Si les services d'urgence sont au centre des attentions, à la veille de la remise au gouvernement des conclusions de la mission « flash » du Dr François Braun, les « médecins des étages » (toutes spécialités) voudraient également se faire entendre.
Pour documenter la « criticité de la situation » dans leurs hôpitaux, la conférence des présidents de commission médicale d'établissements (CME) des centres hospitaliers (CH) ainsi que des commissions médicales de groupement (CMG) des groupements hospitaliers de territoire (GHT) ont mené une enquête auprès de 213 établissements, du 27 mai au 14 juin. Résultat : « une situation et des perspectives très inquiétantes ».
Crise de l'hôpital tout entier
En effet, les deux tiers des établissements signalent une « difficulté majeure » et 97,6 % la « pressentent » d'ici à 2023. « Nous n'assistons pas à une crise des urgences mais à une crise de l'hôpital public tout entier », insiste le président de la conférence nationale des présidents de CME de CH, le Dr Thierry Godeau, auprès du « Quotidien ».
Confirmant les données de l'enquête de la Fédération hospitalière de France (FHF) sur les ressources humaines, cette nouvelle étude fait état de difficultés de recrutements médicaux dans 70 % des services d'urgences et dans plus de 40 % des services de soins critiques, de périnatalité, de médecine, de soins de suite et rééducation (SSR) et de psychiatrie.
Les mêmes causes produisant les mêmes effets, les pénuries de personnels aboutissent partout à des fermetures de lits. Dans cette enquête, 74,1 % des présidents de CME signalent des fermetures en médecine, 45,3 % en psychiatrie, 44 % en chirurgie, 32 % en soins critiques et 20,7 % en périnatalité. Dans ce contexte, la conférence des présidents de CME déplore le manque de coordination des fermetures de lits au sein des GHT, laquelle n'est mise en œuvre que dans 42 % des groupements.
Cette enquête confirme aussi celle de la FHF sur l'état des déprogrammations. Parmi les présidents de CME qui y ont répondu, 32,7 % font état de reports d'interventions chirurgicales et 17,1 % de reports en médecine.
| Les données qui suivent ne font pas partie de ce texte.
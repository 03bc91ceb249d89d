//! Raw achievement payloads as delivered by the upstream source.

use serde::{de, Deserialize, Deserializer};
use serde_json::Value;
use thiserror::Error;
use tracing::warn;

/// One achievement entry from a `playerstats.achievements` array.
///
/// Unknown fields are ignored and loosely typed fields are coerced here so the
/// curator never has to inspect raw JSON.
#[derive(Debug, Clone, Default, PartialEq, Deserialize)]
pub struct RawAchievementRecord {
    /// Machine name such as `kill_100_enemies`.
    #[serde(default, deserialize_with = "deserialize_lenient_string")]
    pub apiname: Option<String>,
    /// Display name, sent by localized payloads and by the fallback files.
    #[serde(default, deserialize_with = "deserialize_lenient_string")]
    pub name: Option<String>,
    /// Whether the player holds the achievement.
    #[serde(default, deserialize_with = "deserialize_flag")]
    pub achieved: bool,
    /// Unlock time in epoch seconds, `0` when never unlocked.
    #[serde(default, deserialize_with = "deserialize_lenient_i64")]
    pub unlocktime: Option<i64>,
    /// Global unlock percentage, when the source knows it.
    #[serde(default, deserialize_with = "deserialize_lenient_f64")]
    pub percent: Option<f64>,
    /// Human readable description.
    #[serde(default, deserialize_with = "deserialize_lenient_string")]
    pub description: Option<String>,
    /// Icon URL.
    #[serde(default, deserialize_with = "deserialize_lenient_string")]
    pub icon: Option<String>,
}

impl RawAchievementRecord {
    /// Convenience constructor for an unlocked record.
    pub fn unlocked(apiname: impl Into<String>, unlocktime: i64) -> Self {
        Self {
            apiname: Some(apiname.into()),
            achieved: true,
            unlocktime: Some(unlocktime),
            ..Self::default()
        }
    }

    /// Attach a population percentage.
    pub fn with_percent(mut self, percent: f64) -> Self {
        self.percent = Some(percent);
        self
    }

    /// The population percentage if it is usable as-is.
    pub fn trusted_percent(&self) -> Option<f64> {
        self.percent.filter(|value| value.is_finite() && *value >= 0.0)
    }

    /// `apiname`, or `name` when the payload only carries the latter.
    pub fn machine_name(&self) -> Option<&str> {
        self.apiname
            .as_deref()
            .filter(|value| !value.trim().is_empty())
            .or(self.name.as_deref())
    }

    /// Decode one array entry, substituting an empty record when its shape is
    /// unusable so the rest of the batch survives.
    pub fn from_value_lenient(index: usize, value: Value) -> Self {
        serde_json::from_value(value).unwrap_or_else(|err| {
            warn!("achievement record {index} is malformed ({err}); using defaults");
            Self::default()
        })
    }
}

/// Reason the achievement source produced no records.
#[derive(Debug, Clone, PartialEq, Eq, Error)]
pub enum SourceFailure {
    /// Transport-level failure.
    #[error("network error: {0}")]
    Network(String),
    /// Upstream answered with a non-success status.
    #[error("upstream returned status {0}")]
    Status(u16),
    /// The request exceeded its deadline.
    #[error("request timed out")]
    Timeout,
    /// The body could not be interpreted as achievement data.
    #[error("malformed payload: {0}")]
    Malformed(String),
    /// No data exists for the request.
    #[error("no data available: {0}")]
    Unavailable(String),
}

/// Outcome of asking the source for a game's achievements.
#[derive(Debug, Clone, PartialEq)]
pub enum SourceResult {
    /// Records returned by the source, possibly empty.
    Records(Vec<RawAchievementRecord>),
    /// The source could not deliver.
    Failure(SourceFailure),
}

impl SourceResult {
    /// Records if the source succeeded with at least one entry.
    pub fn usable_records(&self) -> Option<&[RawAchievementRecord]> {
        match self {
            SourceResult::Records(records) if !records.is_empty() => Some(records),
            _ => None,
        }
    }
}

impl From<Vec<RawAchievementRecord>> for SourceResult {
    fn from(records: Vec<RawAchievementRecord>) -> Self {
        SourceResult::Records(records)
    }
}

impl From<SourceFailure> for SourceResult {
    fn from(failure: SourceFailure) -> Self {
        SourceResult::Failure(failure)
    }
}

/// Envelope returned by the achievements endpoint.
#[derive(Debug, Deserialize)]
pub(crate) struct PlayerStatsEnvelope {
    #[serde(default)]
    pub playerstats: Option<PlayerStatsBody>,
}

#[derive(Debug, Deserialize)]
pub(crate) struct PlayerStatsBody {
    #[serde(default)]
    pub achievements: Option<Vec<Value>>,
}

/// Interpret an achievements endpoint body.
pub(crate) fn parse_envelope(body: &str) -> SourceResult {
    match serde_json::from_str::<PlayerStatsEnvelope>(body) {
        Ok(envelope) => match envelope.playerstats.and_then(|stats| stats.achievements) {
            Some(entries) => SourceResult::Records(
                entries
                    .into_iter()
                    .enumerate()
                    .map(|(index, value)| RawAchievementRecord::from_value_lenient(index, value))
                    .collect(),
            ),
            None => SourceResult::Failure(SourceFailure::Malformed(
                "missing playerstats.achievements".to_string(),
            )),
        },
        Err(err) => SourceResult::Failure(SourceFailure::Malformed(err.to_string())),
    }
}

fn deserialize_flag<'de, D>(deserializer: D) -> Result<bool, D::Error>
where
    D: Deserializer<'de>,
{
    match Value::deserialize(deserializer)? {
        Value::Bool(flag) => Ok(flag),
        Value::Number(num) => Ok(num.as_f64().map(|n| n != 0.0).unwrap_or(false)),
        Value::String(s) => Ok(matches!(s.trim(), "1" | "true")),
        Value::Null => Ok(false),
        other => Err(de::Error::custom(format!("invalid achieved flag {other}"))),
    }
}

fn deserialize_lenient_string<'de, D>(deserializer: D) -> Result<Option<String>, D::Error>
where
    D: Deserializer<'de>,
{
    Ok(match Value::deserialize(deserializer)? {
        Value::String(s) => Some(s),
        Value::Number(num) => Some(num.to_string()),
        _ => None,
    })
}

fn deserialize_lenient_f64<'de, D>(deserializer: D) -> Result<Option<f64>, D::Error>
where
    D: Deserializer<'de>,
{
    Ok(match Value::deserialize(deserializer)? {
        Value::Number(num) => num.as_f64(),
        Value::String(s) => s.trim().parse::<f64>().ok(),
        _ => None,
    }
    .filter(|value| !value.is_nan()))
}

fn deserialize_lenient_i64<'de, D>(deserializer: D) -> Result<Option<i64>, D::Error>
where
    D: Deserializer<'de>,
{
    Ok(match Value::deserialize(deserializer)? {
        Value::Number(num) => num.as_i64().or_else(|| num.as_f64().map(|n| n as i64)),
        Value::String(s) => s.trim().parse::<i64>().ok(),
        _ => None,
    })
}

#[cfg(test)]
mod tests {
    use super::*;

    #[test]
    fn coerces_loose_fields() -> anyhow::Result<()> {
        let record: RawAchievementRecord = serde_json::from_str(
            r#"{"apiname":"kill_100_enemies","achieved":1,"unlocktime":1700000000,
                "percent":"22.8","extra":true}"#,
        )?;
        assert_eq!(record.apiname.as_deref(), Some("kill_100_enemies"));
        assert!(record.achieved);
        assert_eq!(record.unlocktime, Some(1_700_000_000));
        assert_eq!(record.trusted_percent(), Some(22.8));

        let record: RawAchievementRecord =
            serde_json::from_str(r#"{"achieved":false,"percent":"n/a"}"#)?;
        assert!(record.apiname.is_none());
        assert!(!record.achieved);
        assert!(record.percent.is_none());
        Ok(())
    }

    #[test]
    fn negative_percent_is_not_trusted() {
        let record = RawAchievementRecord::unlocked("x", 1).with_percent(-2.0);
        assert_eq!(record.trusted_percent(), None);
    }

    #[test]
    fn parses_playerstats_envelope() {
        let body = r#"{"playerstats":{"steamID":"1",
            "achievements":[{"apiname":"a","achieved":1,"unlocktime":5}]}}"#;
        match parse_envelope(body) {
            SourceResult::Records(records) => assert_eq!(records.len(), 1),
            other => panic!("unexpected {other:?}"),
        }

        let body = r#"{"playerstats":{"error":"Requested app has no stats","success":false}}"#;
        assert!(matches!(
            parse_envelope(body),
            SourceResult::Failure(SourceFailure::Malformed(_))
        ));
        assert!(SourceResult::Records(Vec::new()).usable_records().is_none());
    }

    #[test]
    fn localized_records_carry_both_names() {
        let body = r#"{"playerstats":{"achievements":[{"apiname":"kill_100_enemies",
            "name":"Kill 100 Enemies","achieved":1,"unlocktime":1700000000}]}}"#;
        let SourceResult::Records(records) = parse_envelope(body) else {
            panic!("localized payload rejected");
        };
        assert_eq!(records.len(), 1);
        assert_eq!(records[0].machine_name(), Some("kill_100_enemies"));
        assert_eq!(records[0].name.as_deref(), Some("Kill 100 Enemies"));
        assert!(records[0].achieved);

        let record = RawAchievementRecord {
            name: Some("TF_PLAY_GAME_EVERYCLASS".to_string()),
            ..RawAchievementRecord::default()
        };
        assert_eq!(record.machine_name(), Some("TF_PLAY_GAME_EVERYCLASS"));
    }

    #[test]
    fn bad_record_does_not_sink_the_batch() {
        let body = r#"{"playerstats":{"achievements":[
            {"apiname":"good_one","achieved":1,"unlocktime":1700000000,"percent":3.0},
            {"apiname":7,"achieved":1},
            {"apiname":"odd_flag","achieved":[1]}]}}"#;
        let SourceResult::Records(records) = parse_envelope(body) else {
            panic!("batch rejected");
        };
        assert_eq!(records.len(), 3);
        assert_eq!(records[0].machine_name(), Some("good_one"));
        assert_eq!(records[0].trusted_percent(), Some(3.0));
        assert_eq!(records[1].machine_name(), Some("7"));
        assert_eq!(records[2], RawAchievementRecord::default());
    }
}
Les difficultés se retrouvent tout au long de la chaîne : 61,7 % des établissements de SSR ont des lits fermés comme 41,6 % des Ehpad et des unités de soins de longue durée (USLD). « Les difficultés de l'aval des urgences sont aussi le témoin de celles de l'aval de l'hôpital » commente la conférence.
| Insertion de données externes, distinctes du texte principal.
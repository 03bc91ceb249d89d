//! Text and JSON rendering of curated results.

use anyhow::{Context, Result};
use playerdna_core::{
    profile::{pcsr_profile_description, profile_completeness},
    Achievement, PcsrProfile, PlayerStats,
};
use serde_json::json;

pub fn achievements(list: &[Achievement], as_json: bool) -> Result<()> {
    if as_json {
        let rendered =
            serde_json::to_string_pretty(list).context("failed to serialize achievements")?;
        println!("{rendered}");
        return Ok(());
    }

    if list.is_empty() {
        println!("No achievements found.");
        return Ok(());
    }

    for achievement in list {
        println!("{}", achievement_line(achievement));
    }
    Ok(())
}

pub fn profile(stats: &PlayerStats, profile: &PcsrProfile, as_json: bool) -> Result<()> {
    if as_json {
        let rendered = serde_json::to_string_pretty(&json!({
            "stats": stats,
            "pcsr": profile,
            "completeness": profile_completeness(profile),
        }))
        .context("failed to serialize profile")?;
        println!("{rendered}");
        return Ok(());
    }

    println!("{} (level {})", stats.player_name, stats.steam_level);
    println!(
        "{:.0}h played across {} games, {:.0}% completion",
        stats.total_hours, stats.played_games, stats.completion_percent
    );
    println!("{}: {}", profile.kind, pcsr_profile_description(&profile.kind));
    for (axis, label) in profile.labelled_axes() {
        println!("  {axis}: {label}");
    }
    Ok(())
}

fn achievement_line(achievement: &Achievement) -> String {
    format!(
        "[{:<9}] {:>5.1}%  {} ({}) - {}",
        achievement.rarity().label(),
        achievement.unlock_percentage(),
        achievement.name(),
        achievement.game(),
        achievement.description()
    )
}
S'agissant des urgences, une enquête complémentaire a été réalisée entre les 3 et 14 juin auprès de 111 présidents de CME et de CMG. Selon ce coup de sonde, 24 % de leurs services ferment des lignes de garde partiellement la nuit et 13 % totalement. Deux services ont totalement fermé et 34 % s'arrêtent au coup par coup.
Rémunération de la permanence de soins
Pour répondre à cette crise, les présidents de CME réclament très majoritairement des mesures fortes dont plusieurs sont dans les tuyaux de la mission Braun comme l'augmentation « substantielle » de la rémunération de la permanence des soins et du temps de travail additionnel. Remontent également des « parlements médicaux » les revendications de l'alignement de tous les PH sur la nouvelle grille avec un gain de quatre ans d'ancienneté, « l'amélioration immédiate des conditions d'exercice » ou encore des gains de trimestres de retraite pour la participation à la PDS.
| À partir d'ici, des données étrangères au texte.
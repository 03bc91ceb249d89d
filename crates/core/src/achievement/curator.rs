//! Per-game retrieval and the notable showcase.

use tracing::{debug, info, warn};

use crate::{
    models::{Achievement, Game, GameRef},
    session::PlayerSession,
    source::AchievementSource,
};

use super::{
    normalize::normalize_record,
    notable::{
        curate_notable, notable_from_records, popular_games, DEFAULT_NOTABLE_COUNT,
        POPULAR_GAME_LIMIT,
    },
    record::SourceResult,
    templates::generate_fallback,
};

/// Turns source payloads into cached, classified achievement lists.
#[derive(Debug, Clone)]
pub struct AchievementCurator {
    notable_count: usize,
    game_limit: usize,
}

impl Default for AchievementCurator {
    fn default() -> Self {
        Self {
            notable_count: DEFAULT_NOTABLE_COUNT,
            game_limit: POPULAR_GAME_LIMIT,
        }
    }
}

impl AchievementCurator {
    /// Curator producing `notable_count` showcase items from the top `game_limit` games.
    pub fn new(notable_count: usize, game_limit: usize) -> Self {
        Self {
            notable_count,
            game_limit,
        }
    }

    /// Target size of the notable showcase.
    pub fn notable_count(&self) -> usize {
        self.notable_count
    }

    /// Normalized achievements for `game`, cached in `session`.
    ///
    /// Empty or failed sources fall back to the title's template; this never
    /// fails. A cache hit ignores `source` entirely.
    pub fn get_achievements_for_game(
        &self,
        session: &PlayerSession,
        game: &GameRef,
        source: SourceResult,
    ) -> Vec<Achievement> {
        if let Some(cached) = session.cached(&game.id) {
            debug!(game_id = %game.id, "achievement cache hit");
            return cached;
        }

        let achievements = match source.usable_records() {
            Some(records) => {
                info!("fetched {} achievements for {}", records.len(), game.name);
                session.with_jitter(|jitter| {
                    records
                        .iter()
                        .enumerate()
                        .map(|(index, record)| normalize_record(game, index, record, jitter))
                        .collect::<Vec<_>>()
                })
            }
            None => {
                match &source {
                    SourceResult::Failure(reason) => {
                        warn!(
                            "achievements for {} unavailable ({reason}); using template",
                            game.name
                        )
                    }
                    SourceResult::Records(_) => {
                        info!("no achievements found for {}; using template", game.name)
                    }
                }
                session.with_jitter(|jitter| generate_fallback(game, jitter))
            }
        };

        session.store(&game.id, achievements.clone());
        achievements
    }

    /// Fetch through `source` unless the game is already cached.
    pub async fn fetch_achievements_for_game<S>(
        &self,
        session: &PlayerSession,
        source: &S,
        game: &GameRef,
    ) -> Vec<Achievement>
    where
        S: AchievementSource + ?Sized,
    {
        if let Some(cached) = session.cached(&game.id) {
            return cached;
        }

        let result = source.fetch(&game.resolved_app_id()).await;
        self.get_achievements_for_game(session, game, result)
    }

    /// Rarity-diverse selection from an already assembled pool.
    pub fn curate_notable(&self, pool: &[Achievement]) -> Vec<Achievement> {
        curate_notable(pool, self.notable_count)
    }

    /// Build the notable showcase from the player's most completed games.
    ///
    /// Each game's batch is normalized in full before it joins the pool;
    /// games whose source fails are skipped.
    pub async fn collect_notable<S>(
        &self,
        session: &PlayerSession,
        source: &S,
        games: &[Game],
    ) -> Vec<Achievement>
    where
        S: AchievementSource + ?Sized,
    {
        let mut pool = Vec::new();
        for game in popular_games(games, self.game_limit) {
            let Some(app_id) = game.app_id.as_deref().filter(|id| !id.is_empty()) else {
                continue;
            };

            match source.fetch(app_id).await {
                SourceResult::Records(records) => {
                    let game_ref = game.to_ref();
                    let batch = session
                        .with_jitter(|jitter| notable_from_records(&game_ref, &records, jitter));
                    pool.extend(batch);
                }
                SourceResult::Failure(reason) => {
                    warn!("skipping {} for notable achievements: {reason}", game.name);
                }
            }
        }

        info!("selecting notable achievements from {} candidates", pool.len());
        self.curate_notable(&pool)
    }
}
À très court terme, des « plans de continuité des soins » associant l'ensemble des acteurs sont réclamés par 84 % des présidents de CME, également en écho avec la FHF. Selon eux, ces plans devront s'accompagner d'une régulation obligatoire avant passage aux urgences (pour 66 % des répondants), être assortis d'une organisation territoriale ambulatoire de la continuité des soins non programmés en journée (pour 58,9 % d'entre eux) et d'une permanence des soins en soirée et le week-end « dans le cadre d'une responsabilité collective » (pour 53,1 %).
Compréhensifs des difficultés de leurs confrères de ville, les présidents de CME ne demandent pas pour autant le retour de l'obligation individuelle de la garde en ville.